Moreover, these cases arose out of an inordinate desire on the part of Fleischer and Company, despite its
extensive landholdings in a Central Visayan province, to extend its accumulation of public lands to the
resettlement areas of Cotabato. Since it had the capability-financial and otherwise-to carry out its land
accumulation scheme, the lowly settlers, who uprooted their families from their native soil in Luzon to take
advantage of the government's resettlement program, but had no sufficient means to fight the big landowners,
were the ones prejudiced. Thus, the moral and material suffering of appellant and his family deserves leniency as
to his civil liability.
Furthermore, Article 39 of the Revised Penal Code requires a person convicted of prision correccional or arrests
mayor and fine who has no property with which to meet his civil liabilities to serve a subsidiary imprisonment at
the rate of one (1) day for each P 2.50. However, the amendment introduced by Republic Act No. 5465 on April
21, 1969 made the provisions of Art. 39 applicable to fines only and not to reparation of the damage caused,
indemnification of consequential damages and costs of proceedings. Considering that Republic Act 5465 is
favorable to the accused who is not a habitual delinquent, it may be given retroactive effect pursuant to Article 22
of the Revised Penal Code.
WHEREFORE, FINDING APPELLANT GUILTY BEYOND REASONABLE DOUBT OF ONLY TWO (2)
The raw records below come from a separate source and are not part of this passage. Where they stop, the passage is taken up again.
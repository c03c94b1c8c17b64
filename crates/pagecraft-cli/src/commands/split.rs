//! Split command - cut a document into parts.

use std::path::PathBuf;

use clap::Args;
use console::style;

use pagecraft_core::ops::{self, parse_page_list};
use pagecraft_core::SplitMode;

use super::{
    dispatcher_with_progress, load_config, percent_bar, print_written, read_pdf, stem, write_file,
};

/// Arguments for the split command.
#[derive(Args)]
pub struct SplitArgs {
    /// Input PDF file
    input: PathBuf,

    /// Pages after which a new part starts, e.g. "2,5"
    #[arg(long, conflicts_with = "every", required_unless_present = "every")]
    after: Option<String>,

    /// Start a new part every N pages
    #[arg(long)]
    every: Option<u32>,

    /// Output directory (default: next to the input)
    #[arg(short, long)]
    output_dir: Option<PathBuf>,
}

impl SplitArgs {
    fn mode(&self) -> anyhow::Result<SplitMode> {
        match (&self.after, self.every) {
            (Some(points), _) => Ok(SplitMode::AfterPages(parse_page_list(points)?)),
            (None, Some(n)) => Ok(SplitMode::Every(n)),
            (None, None) => anyhow::bail!("Either --after or --every is required"),
        }
    }
}

pub async fn run(args: SplitArgs, config_path: Option<&str>) -> anyhow::Result<()> {
    let config = load_config(config_path)?;
    let mode = args.mode()?;
    let data = read_pdf(&args.input)?;

    let bar = percent_bar("splitting");
    let parts = dispatcher_with_progress(&config, &bar).split(data, mode).await;
    bar.finish_and_clear();
    let parts = parts?;

    let output_dir = match args.output_dir {
        Some(dir) => dir,
        None => args
            .input
            .parent()
            .map(PathBuf::from)
            .unwrap_or_else(|| PathBuf::from(".")),
    };
    let name = stem(&args.input, "document");

    for (i, part) in parts.iter().enumerate() {
        let path = output_dir.join(format!("{}_part{}.pdf", name, i + 1));
        write_file(&path, part)?;
        print_written(&path, ops::page_count(part).unwrap_or(0), part.len());
    }

    println!("{} Split into {} parts", style("✓").green(), parts.len());
    Ok(())
}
HOMICIDES, MITIGATED BY THE PRIVILEGED EXTENUATING CIRCUMSTANCE OF INCOMPLETE SELFDEFENSE AS WELL AS BY TWO (2) GENERIC MITIGATING CIRCUMSTANCES OF VOLUNTARY
SURRENDER AND OBFUSCATION, WITHOUT ANY AGGRAVATING CIRCUMSTANCE, APPELLANT IS
HEREBY SENTENCED TO SUFFER AN IMPRISONMENT OF FOUR (4) MONTHS OF ARRESTO MAYOR, TO
INDEMNIFY EACH GROUP OF HEIRS OF DAVIS FLEISCHER AND OF FLAVIANO RUBIA IN THE SUM OF
FOUR THOUSAND (P 4,000.00) PESOS, WITHOUT SUBSIDIARY IMPRISONMENT AND WITHOUT ANY
AWARD FOR MORAL DAMAGES AND ATTORNEY'S FEES.
CONSIDERING THAT APPELLANT HAS BEEN UNDER DETENTION FOR ALMOST FOURTEEN (14) YEARS
NOW SINCE HIS VOLUNTARY SURRENDER ON AUGUST 22,1968, HIS IMMEDIATE RELEASE IS HEREBY
ORDERED. NO COSTS.
SO ORDERED.
Fernando, C.J., Teehankee, Concepcion Jr., Guerrero, De Castro, Melencio-Herrera, Escolin Vasquez and
Relova, JJ., concur.
Aquino, J., is on leave.
Plana, J., in the result.
Separate Opinions
Separate Opinions
Considering that appellant has been under detention for almost fourteen (14) years now since August 22, 1968,
he has served the penalty and should be released.